Glider performance during launch depends on the power output of the launch mechanism and on the aerodynamic efficiency of the glider itself. The four major factors that affect performance are density altitude, weight, design, and wind.
High and Low Density Altitude Conditions
Every pilot must understand the terms “high density altitude” and “low density altitude.” In general, high density altitude refers to thin air, while low density altitude refers to dense air. Those conditions that result in a high density altitude (thin air) are high elevations, low atmospheric pressure, high temperatures, high humidity, or some combination thereof. Lower elevations, high atmospheric pressure, low temperatures, and low humidity are more indicative of low density altitude (dense air). However, high density altitudes may be present at lower elevations on hot days, so it is important to calculate the density altitude and determine performance before a flight.
One way to determine density altitude is to use charts designed for that purpose. [Figure 5-1] For example, you plan to depart an airport where the field elevation is 1,600 feet MSL. If the altimeter setting is 29.80, and the temperature is 85 °F, what is the density altitude? First, correct for nonstandard pressure (29.8 “Hg) by referring to the right side of the chart and adding 112 feet to the field elevation. The result is a pressure altitude of 1,712 feet. Then, enter the chart at the bottom, just above the temperature of 85 °F (29.4 °C). Proceed up the chart vertically until intercepting the diagonal 1,712-foot pressure altitude line, then move horizontally to the left and read the density altitude of approximately 3,500 feet. This means a self-launching glider or towplane will perform as if it were at 3,500 feet MSL on a standard day.

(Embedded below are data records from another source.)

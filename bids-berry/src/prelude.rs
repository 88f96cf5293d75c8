//! 🍇欢迎光临🍓
//!
//! 涵盖了本 crate 一系列常用的功能.

pub use crate::batch::{
    bids_name, bids_out_dir, convert_subject, raw_dir_from_env_or_home, run_batch, SubjectSpec,
};
pub use crate::convert::{
    convert_fieldmap, convert_flair, convert_fmri, convert_t1, merge_dwi, Conversion, ConvertError,
    Converted, FixedFieldmap, SkipReason,
};
pub use crate::discover::{choose_correction, match_modality, remove_rescan, CorrectionChoice};
pub use crate::modality::{Modality, UnknownModality};
pub use crate::report::{BatchReport, ModalityOutcome, SubjectReport};
pub use crate::tools::{FslTools, ToolError, VolumeTools};

pub use crate::caps::{Atlas, CapsError, CapsQuery, Diagnoses, ImageType, SubjectsVisits};

pub use crate::consts::RESCAN_MARK;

Most performance charts do not require a pilot to compute density altitude. Instead, the computation is built into the performance chart itself. A pilot needs only the correct pressure altitude and the temperature. Some charts, however, may require computing density altitude before entering them. Density altitude may be computed using a density altitude chart or by using a flight computer.
Due to changing weather conditions, atmospheric pressure at a given location changes from day to day. The following is the METAR report for Love Field observed on the 23rd at 21:53Z (GMT) which indicates a local pressure of A2953, or altimeter setting of 29.53 “Hg. When barometric pressure drops, air density decreases. The reduced density of the air results in an increase in density altitude and decreased glider performance. This reduces takeoff and climb performance and increases the length of runway needed for landing.
KDAL 232153Z 21006KT 7SM -RA BKN025 BKN060 OVC110 12/11 A2953 RMK AO2 PRESFR SLP995 P0005 T01220106
The 12/11 notation of this report indicates the reported temperature and dewpoint for Love Field.
When barometric pressure rises, air density increases. The greater density of the air results in lower density altitude. Thus, takeoff and climb performance improves, and the length of runway needed for landing decreases.
As altitude increases, air density decreases. At altitude, the atmospheric pressure that acts on a given volume of air is less, allowing the air molecules to space themselves further apart. The result is that a given volume of air at high altitude contains fewer air molecules than the same volume of air at lower altitude. As altitude increases, density altitude increases, and glider takeoff and climb performance is reduced.
Temperature changes have a large effect on density altitude. When air is heated, it expands—the molecules move farther apart, making the air less dense. Takeoff and climb performance is reduced, while the length of runway required for landing is increased.
Consider the following METAR for two airports with same altimeter setting, temperature, and dewpoint. Love Field (KDAL) airport elevation of 487 feet versus Denver International (KDEN) at 5,431 feet.
KDAL 240453Z 21007KT 10SM CLR 25/15 A3010 RMK AO2…
KDEN 240453Z 24006KT 10SM FEW120 SCT200 25/15 A3010 RMK AO2…
The computed density altitude for Love Field is 1,774 feet; for Denver, 7,837 feet—almost twice the density altitude increase compared to the increase for Love Field. The effects of attitude and temperature are significant, a fact pilots must consider when computing aircraft performance.